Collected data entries
>>>>>

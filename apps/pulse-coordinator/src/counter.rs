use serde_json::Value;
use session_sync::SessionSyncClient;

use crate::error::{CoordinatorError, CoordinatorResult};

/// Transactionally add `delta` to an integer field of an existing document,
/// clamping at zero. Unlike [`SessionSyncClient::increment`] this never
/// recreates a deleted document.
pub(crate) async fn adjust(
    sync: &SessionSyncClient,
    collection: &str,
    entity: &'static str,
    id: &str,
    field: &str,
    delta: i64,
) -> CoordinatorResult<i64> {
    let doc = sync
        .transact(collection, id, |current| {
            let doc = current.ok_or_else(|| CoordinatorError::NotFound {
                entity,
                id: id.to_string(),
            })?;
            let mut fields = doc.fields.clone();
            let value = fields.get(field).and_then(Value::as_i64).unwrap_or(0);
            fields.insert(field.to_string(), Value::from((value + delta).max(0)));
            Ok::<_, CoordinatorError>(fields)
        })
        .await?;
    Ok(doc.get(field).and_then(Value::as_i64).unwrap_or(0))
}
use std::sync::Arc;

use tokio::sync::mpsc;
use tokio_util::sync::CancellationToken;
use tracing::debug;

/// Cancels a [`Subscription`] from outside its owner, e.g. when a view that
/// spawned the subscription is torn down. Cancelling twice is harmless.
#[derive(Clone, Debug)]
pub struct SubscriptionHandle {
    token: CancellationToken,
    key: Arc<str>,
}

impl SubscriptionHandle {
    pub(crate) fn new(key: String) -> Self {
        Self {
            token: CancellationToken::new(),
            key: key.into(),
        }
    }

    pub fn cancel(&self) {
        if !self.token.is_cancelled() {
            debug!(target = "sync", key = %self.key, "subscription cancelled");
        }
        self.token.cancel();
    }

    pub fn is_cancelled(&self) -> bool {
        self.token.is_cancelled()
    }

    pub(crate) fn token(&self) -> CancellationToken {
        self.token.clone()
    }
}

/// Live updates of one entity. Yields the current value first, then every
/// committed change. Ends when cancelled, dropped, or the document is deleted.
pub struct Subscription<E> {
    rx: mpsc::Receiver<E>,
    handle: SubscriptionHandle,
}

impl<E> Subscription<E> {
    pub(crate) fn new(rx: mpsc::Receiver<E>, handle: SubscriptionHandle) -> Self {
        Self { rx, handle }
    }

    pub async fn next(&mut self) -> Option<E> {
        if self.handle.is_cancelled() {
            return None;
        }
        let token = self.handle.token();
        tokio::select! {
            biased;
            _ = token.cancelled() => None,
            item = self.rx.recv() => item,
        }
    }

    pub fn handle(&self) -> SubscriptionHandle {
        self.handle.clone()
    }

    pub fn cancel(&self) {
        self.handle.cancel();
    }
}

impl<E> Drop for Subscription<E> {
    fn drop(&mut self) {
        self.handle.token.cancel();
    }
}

<<<<<

_What to work on_
Extract each line holding the word "struct" from the records.

_Answer area_
pub struct SubscriptionHandle {
pub struct Subscription<E> {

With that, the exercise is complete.